Cinco Décadas de Retroceso y un Breve Período de Ilusiones Rotas

Es cierto. Desde 1976 – y aún desde el tórrido verano de 1974-1975 – la argentina viene transitando un ciclo de permanente crisis, retroceso en los niveles de vida de su población y empobrecimiento estructural de su economía, su potencial productivo y su riqueza cultural, tantas veces admirada y ponderada por observadores del mundo entero.


Para el Movimiento Popular, han sido éstas décadas, un tiempo trágico, penoso, tremendo. A los muertos de los años de plomo, a los exiliados y los derrotados, se han sumado millones de seres excluidos violentamente por el desamparo y la pobreza.


La Dictadura Cívico Militar Genocida, fue el origen – con un Preámbulo durante la Presidencia de María Estela Martínez, esa catástrofe que fuera el “Rodrigazo” de julio de 1975 – pero la Democracia no nos ha traído - más allá de la indiscutible vigencia de las libertades públicas – ni desarrollo, ni bienestar. Los partidos políticos y sus líderes, han defraudado a muchos, con su oportunismo, sus corruptelas y su ineficacia para resolver los problemas de fondo, estratégicos. Y, sobre todo, fueron los socios menores – pero socios al fin – de las grandes corporaciones y del sistema financiero; sus gerentes bien remunerados.


El Kirchnerismo supo, entre 2003 y 2015, diferenciarse, proponiendo otra cosa, hablando de otros temas, levantado velos y desafiando convencionalismo. Ilusionó a millones, con algunas realizaciones notables y librando batallas impensadas, poco tiempo antes. Hizo con sus votantes, un pacto en torno a valores trascendentes y buscó perseguir causas nobles. Quiso ser parte de una heroica tradición de luchas. Fue un soplo de aire fresco, una brisa renovadora.

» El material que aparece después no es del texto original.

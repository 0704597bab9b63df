use ftl_store::KeyValueStore;
use ftl_types::{AccountId, Quantity};

use crate::codec;
use crate::error::{LedgerError, LedgerResult};
use crate::keys;

/// Balance and allowance accessor over the host key-value store.
///
/// Writes are staged inside the accessor and only reach the store on
/// [`AccountStore::flush`]. Reads observe staged writes first, so a
/// read-modify-write sequence touching the same record twice (a self
/// transfer, say) sees its own earlier update. An operation that fails
/// before flushing has issued no writes at all.
pub struct AccountStore<'a> {
    store: &'a dyn KeyValueStore,
    staged: Vec<(String, Vec<u8>)>,
}

impl<'a> AccountStore<'a> {
    pub fn new(store: &'a dyn KeyValueStore) -> Self {
        Self {
            store,
            staged: Vec::new(),
        }
    }

    fn read(&self, key: &str) -> LedgerResult<Option<Vec<u8>>> {
        if let Some((_, v)) = self.staged.iter().rev().find(|(k, _)| k == key) {
            return Ok(Some(v.clone()));
        }
        self.store.get(key).map_err(|e| LedgerError::read(key, e))
    }

    fn read_quantity(&self, key: &str) -> LedgerResult<Quantity> {
        match self.read(key)? {
            Some(bytes) => codec::decode(key, &bytes),
            None => Ok(0),
        }
    }

    fn stage(&mut self, key: String, value: Vec<u8>) {
        match self.staged.iter_mut().find(|(k, _)| *k == key) {
            Some(slot) => slot.1 = value,
            None => self.staged.push((key, value)),
        }
    }

    /// Balance of `account`; an absent record reads as 0.
    pub fn get_balance(&self, account: &AccountId) -> LedgerResult<Quantity> {
        self.read_quantity(&keys::balance_key(account))
    }

    pub fn set_balance(&mut self, account: &AccountId, value: Quantity) {
        self.stage(keys::balance_key(account), codec::encode(value));
    }

    /// Remaining amount `spender` may move out of `owner`'s balance.
    pub fn get_allowance(&self, owner: &AccountId, spender: &AccountId) -> LedgerResult<Quantity> {
        self.read_quantity(&keys::allowance_key(owner, spender))
    }

    pub fn set_allowance(&mut self, owner: &AccountId, spender: &AccountId, value: Quantity) {
        self.stage(keys::allowance_key(owner, spender), codec::encode(value));
    }

    /// Owner recorded by a previous genesis, if any.
    pub fn genesis_owner(&self) -> LedgerResult<Option<AccountId>> {
        let owner = self.read(keys::GENESIS_KEY)?;
        owner
            .map(|bytes| {
                String::from_utf8(bytes)
                    .map(AccountId::new)
                    .map_err(|e| LedgerError::StorageCorruption {
                        key: keys::GENESIS_KEY.to_string(),
                        value: String::from_utf8_lossy(e.as_bytes()).into_owned(),
                    })
            })
            .transpose()
    }

    pub fn record_genesis(&mut self, owner: &AccountId) {
        self.stage(keys::GENESIS_KEY.to_string(), owner.as_str().as_bytes().to_vec());
    }

    /// Every account with a balance record, in key order, including staged
    /// writes. Zero-valued records are reported like any other.
    pub fn balances(&self) -> LedgerResult<Vec<(AccountId, Quantity)>> {
        let mut entries = self
            .store
            .scan_prefix(keys::BALANCE_PREFIX)
            .map_err(|e| LedgerError::read(keys::BALANCE_PREFIX, e))?;
        for (k, v) in &self.staged {
            if !k.starts_with(keys::BALANCE_PREFIX) {
                continue;
            }
            match entries.iter_mut().find(|(ek, _)| ek == k) {
                Some(slot) => slot.1 = v.clone(),
                None => entries.push((k.clone(), v.clone())),
            }
        }
        entries.sort_by(|a, b| a.0.cmp(&b.0));

        let mut out = Vec::with_capacity(entries.len());
        for (key, bytes) in entries {
            if let Some(account) = keys::account_from_balance_key(&key) {
                out.push((account, codec::decode(&key, &bytes)?));
            }
        }
        Ok(out)
    }

    /// Hand every staged write to the store as one batch, in the order first
    /// staged.
    ///
    /// Returns the number of keys written. The batch is all-or-nothing when
    /// the store's `put_batch` is (the in-memory store and [`Transaction`]
    /// both are); otherwise the host transaction discards a partial batch.
    ///
    /// [`Transaction`]: ftl_store::Transaction
    pub fn flush(self) -> LedgerResult<usize> {
        if self.staged.is_empty() {
            return Ok(0);
        }
        self.store.put_batch(&self.staged).map_err(|e| {
            let keys: Vec<&str> = self.staged.iter().map(|(k, _)| k.as_str()).collect();
            LedgerError::write(&keys.join(","), e)
        })?;
        Ok(self.staged.len())
    }
}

Pero, sin embargo, no pudo o no supo construir, un “Modelo alternativo viable”, al que los sectores de Poder han impuesto, desde el fin de la Dictadura. Cuatro años de Macrismo y una pandemia, han arrasado con parte considerable de sus iniciativas. La restauración conservadora lo encuentra hoy inerte, confundido y desmovilizado; con una identidad diluida y aliado con un Peronismo Liberal, en base a consideraciones cortoplacistas. Está tolerando la construcción de un “contubernio” que muchos argentinos y argentinas odian, repudian y rechazan.


¿Cómo evitar la tragedia que se avecina? ¿Cómo poner freno al acuerdo entre cúpulas proclives a la restauración del Neoliberalismo con formato amigable? ¿Cómo ofrecer un camino diverso, que organice a los argentinos detrás de un proyecto de poder basado en la defensa de la Soberanía, la lucha por la Justicia Social y la construcción de un sistema político que se autonomice un poco del capital y sirva más de lo que lo ha hecho, a los depositarios legítimos de todo Gobierno democrático: los ciudadanos y las ciudadanas de a pie? ¿Cómo, en fin, revertir cinco décadas de retroceso, iniciando un cambio que haga realidad la Argentina Grande que soñamos y esperamos?